Elderly Black and Latino Americans are more likely to get infected and die from COVID-19, often due to historic distrust of the healthcare system, and may be less likely to get vaccinated when a vaccine is ready, health experts told a Senate committee Tuesday.
Experts from the healthcare industry, epidemiology and the education system testified at a Senate Special Committee on Aging hearing on the impact of the coronavirus pandemic on the elderly, particularly those of color.
According to the data from the Centers for Disease Control and Prevention, 80% of COVID-19 deaths in the United States have been adults over 65.
“COVID-19 has exposed our healthcare system vulnerabilities and revealed our inability to respond effectively to a pandemic,” said Rodney B. Jones, president and chief executive officer at Atrium Health, a healthcare provider covering North and South Carolina. “It also highlighted the fact that low-income older adults and older adults of color suffered in significantly greater proportion than their white counterparts.”
Sen. Bob Casey, D-Pa., said the racial health disparity results from a lack of affordable housing, food insecurity, an education gap and police misconduct against Black Americans.
“We must not only acknowledge these injustices, but we are summoned by the example of John Lewis to take action to do something about it,” he said in a reference to the senator from Georgia who died Friday.

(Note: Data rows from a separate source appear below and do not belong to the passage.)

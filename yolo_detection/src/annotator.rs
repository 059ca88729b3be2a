use crate::{font::LabelFont, service::Detection};
use image::{Rgb, RgbImage};
use imageproc::{
    drawing::{draw_filled_rect_mut, draw_hollow_rect_mut},
    rect::Rect,
};

const HIGHLIGHT_COLOR: Rgb<u8> = Rgb([255, 0, 0]);
const TEXT_COLOR: Rgb<u8> = Rgb([255, 255, 255]);
const OUTLINE_WIDTH: u32 = 2;
const LABEL_PADDING: i32 = 2;

/// Draws detection boxes and their labels onto images.
#[derive(Clone)]
pub struct Annotator {
    font: LabelFont,
    highlight: Rgb<u8>,
    text: Rgb<u8>,
}

impl Default for Annotator {
    fn default() -> Self {
        Self::new(LabelFont::default())
    }
}

impl Annotator {
    pub fn new(font: LabelFont) -> Self {
        Self {
            font,
            highlight: HIGHLIGHT_COLOR,
            text: TEXT_COLOR,
        }
    }

    pub fn label(detection: &Detection) -> String {
        format!("{} {:.2}", detection.class_name, detection.confidence)
    }

    /// Returns an annotated copy of `image`; the input is left untouched.
    pub fn annotate(&self, image: &RgbImage, detections: &[Detection]) -> RgbImage {
        let mut annotated = image.clone();
        for detection in detections {
            self.draw_detection(&mut annotated, detection);
        }
        annotated
    }

    fn draw_detection(&self, image: &mut RgbImage, detection: &Detection) {
        let (width, height) = image.dimensions();

        // Edges are clamped just past the canvas, so off-canvas edges stay hidden.
        let margin = OUTLINE_WIDTH as i64 + 1;
        let clamp_x = |v: i64| v.clamp(-margin, width as i64 + margin);
        let clamp_y = |v: i64| v.clamp(-margin, height as i64 + margin);

        // The box spans (x, y) to (x + w, y + h) inclusive; the outline grows inward.
        let (x, y) = (detection.x as i64, detection.y as i64);
        let (x1, y1) = (clamp_x(x), clamp_y(y));
        let (x2, y2) = (
            clamp_x(x + detection.w as i64),
            clamp_y(y + detection.h as i64),
        );
        for inset in 0..OUTLINE_WIDTH as i64 {
            let rect_w = x2 - x1 + 1 - 2 * inset;
            let rect_h = y2 - y1 + 1 - 2 * inset;
            if rect_w <= 0 || rect_h <= 0 {
                break;
            }
            let rect = Rect::at((x1 + inset) as i32, (y1 + inset) as i32)
                .of_size(rect_w as u32, rect_h as u32);
            draw_hollow_rect_mut(image, rect, self.highlight);
        }

        let label = Self::label(detection);
        let (text_w, text_h) = self.font.text_size(&label);

        // Sits directly above the box and may extend past the top edge.
        let padding = LABEL_PADDING as i64;
        let background_w = text_w as i64 + 2 * padding + 1;
        let background_h = text_h as i64 + 2 * padding + 1;
        let background_top = y - text_h as i64 - 2 * padding;
        if x >= width as i64
            || background_top >= height as i64
            || x + background_w <= 0
            || background_top + background_h <= 0
        {
            return;
        }

        let background = Rect::at(x as i32, background_top as i32)
            .of_size(background_w as u32, background_h as u32);
        draw_filled_rect_mut(image, background, self.highlight);

        self.font.draw_text(
            image,
            self.text,
            (x + padding) as i32,
            (background_top + padding) as i32,
            &label,
        );
    }
}
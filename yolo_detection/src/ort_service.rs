use crate::{
    config::ModelConfig,
    detector::{Detector, DetectorError, Device, RawDetection},
    labels::resolve_labels,
};
use image::{imageops::FilterType, RgbImage};
use ndarray::{s, Array, ArrayView2, Axis, Ix2, Ix4};
use ort::{
    execution_providers::{CPUExecutionProvider, CUDAExecutionProvider},
    session::{builder::GraphOptimizationLevel, Session},
    value::TensorRef,
};
use std::sync::{
    atomic::{AtomicUsize, Ordering},
    Mutex,
};

fn intersection(box1: &RawDetection, box2: &RawDetection) -> f32 {
    let width = (box1.x2.min(box2.x2) - box1.x1.max(box2.x1)).max(0.);
    let height = (box1.y2.min(box2.y2) - box1.y1.max(box2.y1)).max(0.);
    width * height
}

fn union(box1: &RawDetection, box2: &RawDetection) -> f32 {
    ((box1.x2 - box1.x1) * (box1.y2 - box1.y1)) + ((box2.x2 - box2.x1) * (box2.y2 - box2.y1))
        - intersection(box1, box2)
}

fn iou(box1: &RawDetection, box2: &RawDetection) -> f32 {
    let union = union(box1, box2);
    if union <= 0. {
        return 0.;
    }
    intersection(box1, box2) / union
}

fn transform_image(image: &RgbImage, input_size: u32) -> Array<f32, Ix4> {
    let side = input_size as usize;
    let img = image::imageops::resize(image, input_size, input_size, FilterType::CatmullRom);

    let mut input = Array::zeros((1, 3, side, side));
    for (x, y, pixel) in img.enumerate_pixels() {
        let x = x as usize;
        let y = y as usize;
        let [r, g, b] = pixel.0;
        input[[0, 0, y, x]] = (r as f32) / 255.;
        input[[0, 1, y, x]] = (g as f32) / 255.;
        input[[0, 2, y, x]] = (b as f32) / 255.;
    }

    input
}

/// Post-processing parameters for a YOLOv8 detection head.
#[derive(Debug, Clone, Copy)]
pub struct Postprocess {
    pub input_size: u32,
    pub iou_threshold: f32,
    pub max_detections: usize,
}

impl Postprocess {
    /// `output` holds one row per anchor: `cx, cy, w, h` in model input
    /// pixels followed by one score per class.
    pub fn extract(
        &self,
        output: ArrayView2<f32>,
        img_width: u32,
        img_height: u32,
        confidence_threshold: f32,
    ) -> Vec<RawDetection> {
        let scale_x = img_width as f32 / self.input_size as f32;
        let scale_y = img_height as f32 / self.input_size as f32;
        let (max_x, max_y) = (img_width as f32, img_height as f32);

        let mut boxes = Vec::new();
        for row in output.axis_iter(Axis(0)) {
            let best = row
                .iter()
                .skip(4)
                .copied()
                .enumerate()
                .filter(|(_, prob)| !prob.is_nan())
                .reduce(|accum, item| if item.1 > accum.1 { item } else { accum });

            let Some((class_id, prob)) = best else {
                continue;
            };
            if prob.is_nan() || prob < confidence_threshold {
                continue;
            }

            let xc = row[0] * scale_x;
            let yc = row[1] * scale_y;
            let w = row[2] * scale_x;
            let h = row[3] * scale_y;

            boxes.push(RawDetection {
                class_id,
                confidence: prob,
                x1: (xc - w / 2.).clamp(0., max_x),
                y1: (yc - h / 2.).clamp(0., max_y),
                x2: (xc + w / 2.).clamp(0., max_x),
                y2: (yc + h / 2.).clamp(0., max_y),
            });
        }

        boxes.sort_by(|box1, box2| box2.confidence.total_cmp(&box1.confidence));

        let mut result: Vec<RawDetection> = Vec::new();
        for candidate in boxes {
            if result.len() >= self.max_detections {
                break;
            }
            let suppressed = result.iter().any(|kept| {
                kept.class_id == candidate.class_id && iou(kept, &candidate) >= self.iou_threshold
            });
            if !suppressed {
                result.push(candidate);
            }
        }

        result
    }
}

/// YOLOv8 detector backed by a pool of ONNX Runtime sessions.
pub struct OrtDetector {
    sessions: Vec<Mutex<Session>>,
    counter: AtomicUsize,
    class_names: Vec<String>,
    postprocess: Postprocess,
}

impl OrtDetector {
    pub fn new(model_config: &ModelConfig) -> Result<Self, DetectorError> {
        let device: Device = model_config.device.parse()?;
        let class_names = resolve_labels(model_config.labels_file.as_deref())?;
        let model_path = model_config.get_path();

        let load_error = |e: ort::Error| DetectorError::Load {
            path: model_path.display().to_string(),
            reason: e.to_string(),
        };

        let sessions = (0..model_config.num_instances)
            .map(|_| {
                let execution_provider = match device {
                    Device::Cpu => CPUExecutionProvider::default().build(),
                    Device::Cuda(device_id) => CUDAExecutionProvider::default()
                        .with_device_id(device_id)
                        .build()
                        .error_on_failure(),
                };
                let session = Session::builder()?
                    .with_optimization_level(GraphOptimizationLevel::Level3)?
                    .with_execution_providers([execution_provider])?
                    .commit_from_file(model_path)?;
                Ok(Mutex::new(session))
            })
            .collect::<Result<Vec<_>, ort::Error>>()
            .map_err(load_error)?;

        tracing::info!(
            "Created {} ONNX sessions for {} on {}",
            sessions.len(),
            model_path.display(),
            device
        );

        Ok(Self {
            sessions,
            counter: AtomicUsize::new(0),
            class_names,
            postprocess: Postprocess {
                input_size: model_config.input_size,
                iou_threshold: model_config.iou_threshold,
                max_detections: model_config.max_detections,
            },
        })
    }

    pub fn run_inference(
        &self,
        input: &Array<f32, Ix4>,
    ) -> Result<ndarray::ArrayD<f32>, DetectorError> {
        let index = self.counter.fetch_add(1, Ordering::SeqCst) % self.sessions.len();
        let mut session = self.sessions[index]
            .lock()
            .map_err(|e| DetectorError::Inference(format!("session mutex poisoned: {}", e)))?;

        tracing::debug!("Handling request with session {}", index);

        let tensor_ref = TensorRef::from_array_view(input.view())
            .map_err(|e| DetectorError::Inference(format!("failed to build tensor: {}", e)))?;

        let outputs = session
            .run(ort::inputs![tensor_ref])
            .map_err(|e| DetectorError::Inference(format!("inference failed: {}", e)))?;

        let (shape, data) = outputs["output0"]
            .try_extract_tensor::<f32>()
            .map_err(|e| DetectorError::Output(format!("failed to extract tensor: {}", e)))?;

        let array = ndarray::ArrayD::from_shape_vec(shape.to_ixdyn(), data.to_vec())
            .map_err(|e| DetectorError::Output(format!("invalid tensor shape: {}", e)))?;

        Ok(array)
    }
}

impl Detector for OrtDetector {
    fn predict(
        &self,
        image: &RgbImage,
        confidence_threshold: f32,
    ) -> Result<Vec<RawDetection>, DetectorError> {
        let input = transform_image(image, self.postprocess.input_size);
        let outputs = self.run_inference(&input)?;

        if outputs.ndim() != 3 || outputs.shape()[0] != 1 || outputs.shape()[1] < 5 {
            return Err(DetectorError::Output(format!(
                "expected a [1, 4 + classes, anchors] tensor, got {:?}",
                outputs.shape()
            )));
        }

        // [1, 4 + classes, anchors] -> [anchors, 4 + classes]
        let output = outputs
            .slice(s![0, .., ..])
            .into_dimensionality::<Ix2>()
            .map_err(|e| DetectorError::Output(format!("invalid tensor rank: {}", e)))?
            .reversed_axes();

        Ok(self.postprocess.extract(
            output,
            image.width(),
            image.height(),
            confidence_threshold,
        ))
    }

    fn class_names(&self) -> &[String] {
        &self.class_names
    }
}
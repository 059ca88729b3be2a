use opentelemetry::{
    global,
    metrics::{Counter, Histogram, MeterProvider},
    KeyValue,
};
use opentelemetry_sdk::metrics::SdkMeterProvider;
use prometheus::Registry;
use std::collections::HashSet;

pub struct Metrics {
    request_counter: Counter<u64>,
    error_counter: Counter<u64>,
    detection_duration: Histogram<u64>,
    detection_counter: Counter<u64>,
    pub registry: Registry,
    _provider: SdkMeterProvider,
}

impl Metrics {
    pub fn new() -> anyhow::Result<Self> {
        let registry = Registry::new();
        let exporter = opentelemetry_prometheus::exporter()
            .with_registry(registry.clone())
            .build()?;

        let provider = SdkMeterProvider::builder().with_reader(exporter).build();

        let meter = provider.meter("yolo_detection");
        // The provider shuts down once every handle is dropped.
        global::set_meter_provider(provider.clone());

        let request_counter = meter
            .u64_counter("requests_total")
            .with_description("Total number of requests")
            .build();

        let error_counter = meter
            .u64_counter("request_errors_total")
            .with_description("Total number of failed requests by error kind")
            .build();

        let boundaries = generate_boundaries((10, 100, 300, 1000, 10000));

        let detection_duration = meter
            .u64_histogram("detection_duration_ms")
            .with_boundaries(boundaries)
            .with_description("Duration of detection requests in milliseconds")
            .build();

        let detection_counter = meter
            .u64_counter("detections_total")
            .with_description("Total number of objects detected")
            .build();

        Ok(Metrics {
            request_counter,
            error_counter,
            detection_duration,
            detection_counter,
            registry,
            _provider: provider,
        })
    }

    pub fn record_request(&self, route: &str) {
        let attributes = vec![KeyValue::new("route", route.to_string())];
        self.request_counter.add(1, &attributes);
    }

    pub fn record_error(&self, route: &str, kind: &str) {
        let attributes = vec![
            KeyValue::new("route", route.to_string()),
            KeyValue::new("kind", kind.to_string()),
        ];
        self.error_counter.add(1, &attributes);
    }

    pub fn record_detection(&self, duration_ms: u64, detections: usize, route: &str) {
        let attributes = vec![KeyValue::new("route", route.to_string())];
        self.detection_duration.record(duration_ms, &attributes);
        self.detection_counter.add(detections as u64, &attributes);
    }
}

fn generate_boundaries(parts: (i32, i32, i32, i32, i32)) -> Vec<f64> {
    let first_step: usize = 10;
    let middle_step: usize = 25;
    let end_step: usize = 100;
    let tail_step: usize = 1000;
    let first_part = (parts.0..=parts.1).step_by(first_step);
    let middle_part = (parts.1..=parts.2).step_by(middle_step);
    let end_part = (parts.2..=parts.3).step_by(end_step);
    let tail_part = (parts.3..=parts.4).step_by(tail_step);

    let mut seen = HashSet::new();
    first_part
        .chain(middle_part)
        .chain(end_part)
        .chain(tail_part)
        .filter(|&x| seen.insert(x))
        .map(|x| x as f64)
        .collect()
}
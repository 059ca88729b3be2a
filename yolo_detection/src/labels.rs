use std::{
    fs::File,
    io::{self, BufRead},
    path::Path,
};

/// Class names of the 80-class COCO dataset, in the order pretrained
/// YOLOv8 checkpoints emit them.
pub const COCO_CLASSES: [&str; 80] = [
    "person",
    "bicycle",
    "car",
    "motorcycle",
    "airplane",
    "bus",
    "train",
    "truck",
    "boat",
    "traffic light",
    "fire hydrant",
    "stop sign",
    "parking meter",
    "bench",
    "bird",
    "cat",
    "dog",
    "horse",
    "sheep",
    "cow",
    "elephant",
    "bear",
    "zebra",
    "giraffe",
    "backpack",
    "umbrella",
    "handbag",
    "tie",
    "suitcase",
    "frisbee",
    "skis",
    "snowboard",
    "sports ball",
    "kite",
    "baseball bat",
    "baseball glove",
    "skateboard",
    "surfboard",
    "tennis racket",
    "bottle",
    "wine glass",
    "cup",
    "fork",
    "knife",
    "spoon",
    "bowl",
    "banana",
    "apple",
    "sandwich",
    "orange",
    "broccoli",
    "carrot",
    "hot dog",
    "pizza",
    "donut",
    "cake",
    "chair",
    "couch",
    "potted plant",
    "bed",
    "dining table",
    "toilet",
    "tv",
    "laptop",
    "mouse",
    "remote",
    "keyboard",
    "cell phone",
    "microwave",
    "oven",
    "toaster",
    "sink",
    "refrigerator",
    "book",
    "clock",
    "vase",
    "scissors",
    "teddy bear",
    "hair drier",
    "toothbrush",
];

pub fn coco_labels() -> Vec<String> {
    COCO_CLASSES.iter().map(|label| label.to_string()).collect()
}

/// Reads one class name per line. Lines in the `label,red,green,blue`
/// format keep only the label; blank lines are skipped.
pub fn load_labels(filepath: &Path) -> io::Result<Vec<String>> {
    let file = File::open(filepath)?;
    let reader = io::BufReader::new(file);
    let mut labels = Vec::new();

    for line_result in reader.lines() {
        let line = line_result?;
        let label = line.split(',').next().unwrap_or_default().trim();
        if label.is_empty() {
            continue;
        }
        labels.push(label.to_string());
    }

    if labels.is_empty() {
        return Err(io::Error::new(
            io::ErrorKind::InvalidData,
            format!("No labels found in {}", filepath.display()),
        ));
    }

    Ok(labels)
}

pub fn resolve_labels(labels_file: Option<&Path>) -> io::Result<Vec<String>> {
    match labels_file {
        Some(path) => load_labels(path),
        None => Ok(coco_labels()),
    }
}
use ab_glyph::{FontArc, PxScale};
use font8x8::{UnicodeFonts, BASIC_FONTS, LATIN_FONTS};
use image::{Rgb, RgbImage};
use imageproc::drawing::{draw_text_mut, text_size};
use std::path::Path;
use thiserror::Error;

const GLYPH_SIZE: u32 = 8;

#[derive(Error, Debug)]
pub enum FontError {
    #[error("Failed to read font file {path}: {source}")]
    Read {
        path: String,
        #[source]
        source: std::io::Error,
    },
    #[error("Invalid font file {0}")]
    Invalid(String),
}

/// Font used for detection labels.
#[derive(Clone, Default)]
pub enum LabelFont {
    /// Built-in 8x8 bitmap font.
    #[default]
    Bitmap,
    TrueType { font: FontArc, scale: PxScale },
}

impl LabelFont {
    pub fn load(path: Option<&Path>, size: f32) -> Result<Self, FontError> {
        let Some(path) = path else {
            return Ok(LabelFont::Bitmap);
        };

        let data = std::fs::read(path).map_err(|source| FontError::Read {
            path: path.display().to_string(),
            source,
        })?;
        let font = FontArc::try_from_vec(data)
            .map_err(|_| FontError::Invalid(path.display().to_string()))?;

        Ok(LabelFont::TrueType {
            font,
            scale: PxScale::from(size),
        })
    }

    /// Width and height in pixels of `text` once rendered.
    pub fn text_size(&self, text: &str) -> (u32, u32) {
        match self {
            LabelFont::Bitmap => (text.chars().count() as u32 * GLYPH_SIZE, GLYPH_SIZE),
            LabelFont::TrueType { font, scale } => text_size(*scale, font, text),
        }
    }

    /// Draws `text` with its top-left corner at `(x, y)`. Pixels outside the
    /// image are skipped.
    pub fn draw_text(&self, image: &mut RgbImage, color: Rgb<u8>, x: i32, y: i32, text: &str) {
        match self {
            LabelFont::Bitmap => draw_bitmap_text(image, color, x, y, text),
            LabelFont::TrueType { font, scale } => {
                draw_text_mut(image, color, x, y, *scale, font, text)
            }
        }
    }
}

fn glyph(c: char) -> [u8; 8] {
    BASIC_FONTS
        .get(c)
        .or_else(|| LATIN_FONTS.get(c))
        .or_else(|| BASIC_FONTS.get('?'))
        .unwrap_or_default()
}

fn draw_bitmap_text(image: &mut RgbImage, color: Rgb<u8>, x: i32, y: i32, text: &str) {
    let (width, height) = (image.width() as i64, image.height() as i64);

    for (index, c) in text.chars().enumerate() {
        let origin_x = x as i64 + index as i64 * GLYPH_SIZE as i64;
        for (row, bits) in glyph(c).iter().enumerate() {
            let py = y as i64 + row as i64;
            if py < 0 || py >= height {
                continue;
            }
            for bit in 0..GLYPH_SIZE {
                // bit 0 is the leftmost pixel
                if bits & (1 << bit) == 0 {
                    continue;
                }
                let px = origin_x + bit as i64;
                if px >= 0 && px < width {
                    image.put_pixel(px as u32, py as u32, color);
                }
            }
        }
    }
}
use crate::{detector::Detector, server::SharedState};
use axum::{
    extract::State,
    http::StatusCode,
    response::{IntoResponse, Json},
};
use tracing::instrument;

const ROUTE: &str = "/health";

#[instrument(skip(state))]
pub async fn healthcheck<D: Detector>(State(state): State<SharedState<D>>) -> impl IntoResponse {
    state.metrics.record_request(ROUTE);

    let report = state.detection_service.health().await;
    let status = if report.is_ok() {
        StatusCode::OK
    } else {
        StatusCode::INTERNAL_SERVER_ERROR
    };

    (status, Json(report))
}
use base64::{engine::general_purpose::STANDARD, Engine as _};
use image::{ImageFormat, RgbImage};
use std::io::Cursor;
use thiserror::Error;

const PNG_DATA_URI_PREFIX: &str = "data:image/png;base64,";

#[derive(Error, Debug)]
pub enum CodecError {
    #[error("Image data is empty")]
    Empty,
    #[error("Unable to decode image: {0}")]
    Decode(#[source] image::ImageError),
    #[error("Unable to encode image: {0}")]
    Encode(#[source] image::ImageError),
}

/// Decodes any supported container into an RGB pixel grid, dropping alpha.
pub fn decode(bytes: &[u8]) -> Result<RgbImage, CodecError> {
    if bytes.is_empty() {
        return Err(CodecError::Empty);
    }

    let image = image::ImageReader::new(Cursor::new(bytes))
        .with_guessed_format()
        .map_err(|e| CodecError::Decode(image::ImageError::IoError(e)))?
        .decode()
        .map_err(CodecError::Decode)?;

    Ok(image.to_rgb8())
}

pub fn encode_png(image: &RgbImage) -> Result<Vec<u8>, CodecError> {
    let mut buf = Cursor::new(Vec::new());
    image
        .write_to(&mut buf, ImageFormat::Png)
        .map_err(CodecError::Encode)?;
    Ok(buf.into_inner())
}

pub fn to_png_data_uri(png: &[u8]) -> String {
    format!("{}{}", PNG_DATA_URI_PREFIX, STANDARD.encode(png))
}

/// Inverse of [`to_png_data_uri`]. Returns `None` for anything that is not
/// a base64 PNG data URI.
pub fn from_png_data_uri(uri: &str) -> Option<Vec<u8>> {
    let payload = uri.strip_prefix(PNG_DATA_URI_PREFIX)?;
    STANDARD.decode(payload).ok()
}
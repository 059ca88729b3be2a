mod detect;
mod health;
mod metrics;
mod model_info;

use crate::{detector::Detector, server::SharedState, service::DetectionError};
use axum::{
    http::StatusCode,
    response::{IntoResponse, Json, Response},
    routing::{get, post},
    Router,
};
use serde::{Deserialize, Serialize};

pub fn api_routes<D: Detector>() -> Router<SharedState<D>> {
    Router::new()
        .route("/health", get(health::healthcheck::<D>))
        .route("/model-info", get(model_info::model_info::<D>))
        .route("/detect", post(detect::detect::<D>))
        .route("/metrics", get(metrics::metrics_handler::<D>))
}

#[derive(Debug, Serialize, Deserialize)]
pub struct ErrorBody {
    pub detail: String,
    pub kind: String,
}

impl IntoResponse for DetectionError {
    fn into_response(self) -> Response {
        let status = match self {
            DetectionError::InvalidInput(_) => StatusCode::BAD_REQUEST,
            DetectionError::ModelUnavailable(_)
            | DetectionError::Inference(_)
            | DetectionError::Encode(_) => StatusCode::INTERNAL_SERVER_ERROR,
        };

        if self.is_client_error() {
            tracing::warn!("Rejected request: {}", self);
        } else {
            tracing::error!("Request failed: {}", self);
        }

        let body = ErrorBody {
            detail: self.to_string(),
            kind: self.kind().to_string(),
        };
        (status, Json(body)).into_response()
    }
}
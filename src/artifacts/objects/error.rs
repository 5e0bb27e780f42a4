use crate::artifacts::objects::object_id::ObjectId;
use std::path::PathBuf;

/// Error type for object database operations
///
/// The object layer never recovers internally: any inconsistency between the
/// declared and actual payload, or any malformed entry, surfaces immediately
/// as `CorruptObject`. Translating these into user-facing messages is the
/// caller's job.
#[derive(Debug, thiserror::Error)]
pub enum ObjectError {
    #[error("object not found: {0}")]
    ObjectNotFound(ObjectId),

    #[error("corrupt object: {0}")]
    CorruptObject(String),

    #[error("invalid object id: {0}")]
    InvalidId(String),

    #[error("io error at {path}: {source}")]
    Io {
        path: PathBuf,
        #[source]
        source: std::io::Error,
    },
}

/// Helper to wrap io errors with path context
pub trait IoResultExt<T> {
    fn with_path(self, path: impl Into<PathBuf>) -> Result<T, ObjectError>;
}

impl<T> IoResultExt<T> for std::io::Result<T> {
    fn with_path(self, path: impl Into<PathBuf>) -> Result<T, ObjectError> {
        self.map_err(|source| ObjectError::Io {
            path: path.into(),
            source,
        })
    }
}
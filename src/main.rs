use anyhow::Result;
use clap::{Parser, Subcommand};
use mit::areas::repository::Repository;

#[derive(Parser)]
#[command(
    name = "mit",
    version = "0.1.0",
    about = "A minimal git object database",
    long_about = "This is a minimal implementation of git's object layer, written in Rust. \
    It is not meant to be a full replacement for git, \
    but rather a learning project to understand how git stores content under the hood.",
    help_template = r"
{name} {version} - {about}

USAGE:
    {usage}

OPTIONS:
    {all-args}
",
)]
struct Cli {
    #[command(subcommand)]
    command: Commands,
}

#[derive(Subcommand)]
enum Commands {
    #[command(
        name = "init",
        about = "Initialize a new repository",
        long_about = "This command initializes a new repository in the current directory or at the specified path."
    )]
    Init {
        #[arg(index = 1, help = "The path to the repository")]
        path: Option<String>,
    },
    #[command(
        name = "cat-file",
        about = "Print the content of an object",
        long_about = "This command prints the decoded content of an object in the repository. \
        It requires the SHA of the object to be specified."
    )]
    CatFile {
        #[arg(short = 'p', help = "The object SHA to print")]
        sha: String,
    },
    #[command(
        name = "hash-object",
        about = "Hash an object and optionally write it to the object database",
        long_about = "This command hashes an object file and can write it to the object database. \
        It requires the path to the file to be specified."
    )]
    HashObject {
        #[arg(short, long, required = false, help = "Write the object to the object database")]
        write: bool,
        #[arg(index = 1)]
        file: String,
    },
    #[command(
        name = "ls-tree",
        about = "List the contents of a tree object",
        long_about = "This command lists the entries of a tree object. \
        A commit SHA is accepted and resolved to its root tree."
    )]
    LsTree {
        #[arg(long = "name-only", help = "Print only entry names")]
        name_only: bool,
        #[arg(index = 1, help = "The tree SHA to list")]
        sha: String,
    },
    #[command(
        name = "write-tree",
        about = "Write the working directory as tree objects",
        long_about = "This command records the current working directory as a graph of blob and tree \
        objects and prints the SHA of the root tree."
    )]
    WriteTree,
    #[command(
        name = "commit-tree",
        about = "Create a commit object for a tree",
        long_about = "This command creates a commit object referencing the given tree, with the author \
        taken from the GIT_AUTHOR_NAME and GIT_AUTHOR_EMAIL environment variables."
    )]
    CommitTree {
        #[arg(index = 1, help = "The tree SHA to commit")]
        tree: String,
        #[arg(short, long, help = "The SHA of the parent commit")]
        parent: Option<String>,
        #[arg(short, long, help = "The commit message")]
        message: String,
    },
}

fn main() -> Result<()> {
    let cli = Cli::parse();

    match &cli.command {
        Commands::Init { path } => {
            let mut repository = match path {
                Some(path) => Repository::new(path, Box::new(std::io::stdout()))?,
                None => {
                    let pwd = std::env::current_dir()?;
                    Repository::new(&pwd.to_string_lossy(), Box::new(std::io::stdout()))?
                }
            };

            repository.init()?
        }
        Commands::CatFile { sha } => {
            let mut repository = open_repository()?;

            repository.cat_file(sha)?
        }
        Commands::HashObject { write, file } => {
            let mut repository = open_repository()?;

            repository.hash_object(file, *write)?
        }
        Commands::LsTree { name_only, sha } => {
            let mut repository = open_repository()?;

            repository.ls_tree(sha, *name_only)?
        }
        Commands::WriteTree => {
            let mut repository = open_repository()?;

            repository.write_tree()?
        }
        Commands::CommitTree {
            tree,
            parent,
            message,
        } => {
            let mut repository = open_repository()?;

            repository.commit_tree(tree, parent.as_deref(), message)?
        }
    }

    Ok(())
}

fn open_repository() -> Result<Repository> {
    let pwd = std::env::current_dir()?;
    Repository::new(&pwd.to_string_lossy(), Box::new(std::io::stdout()))
}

Historical injustices, including medical experimentation, have left a legacy of mistrust and skepticism among many Black Americans, committee Chairwoman Susan Collins, R-Maine, said. According to a study from California health system, patients’ negative prior experiences with the healthcare system can lead to distress and a decision to seek care only in the most extreme circumstances, she said.
“Without building rapport and trust in these communities, there is no guarantee that the highest risk populations will get the vaccine or that they even want the vaccine,” said Mercedes Carnethon, a professor of epidemiology at Northwestern University. “One of the most challenging features is that we’ve got to try to build trust in an urgent situation where the very individuals who are experiencing the worst outcomes are the most concerned about trust within the healthcare system.”
Carnethon said healthcare providers and community leaders need to engage the communities hardest hit by the pandemic to bridge the gap. Trusted community leaders can promote prevention, while government officials often create anxiety and concern in immigrant communities, she said. Carnethon recommended that health officials build partnerships with community leaders to better understand people’s needs.
“What we really need to do is put ourselves in the shoes of community members to try to understand what those barriers are to accept these vaccines,” Carnethon said. “This can best be done through community partnerships.”
Greater healthcare workforce diversity also should be part of the solution to the racial health disparity, Collins said.
Thirteen percent of the U.S. population is Black, while 5% of physicians are Black, according to a recent report from the Association of American Medical Colleges. Dominic H. Mack, a professor of family medicine at the Morehouse School of Medicine, said more funding and resources should go to medically underserved communities to increase diversity in the healthcare workforce.
“If there was ever a time to meaningfully act to address racial and ethnic health disparities and health inequities in the United States, it is now, ” Mack said.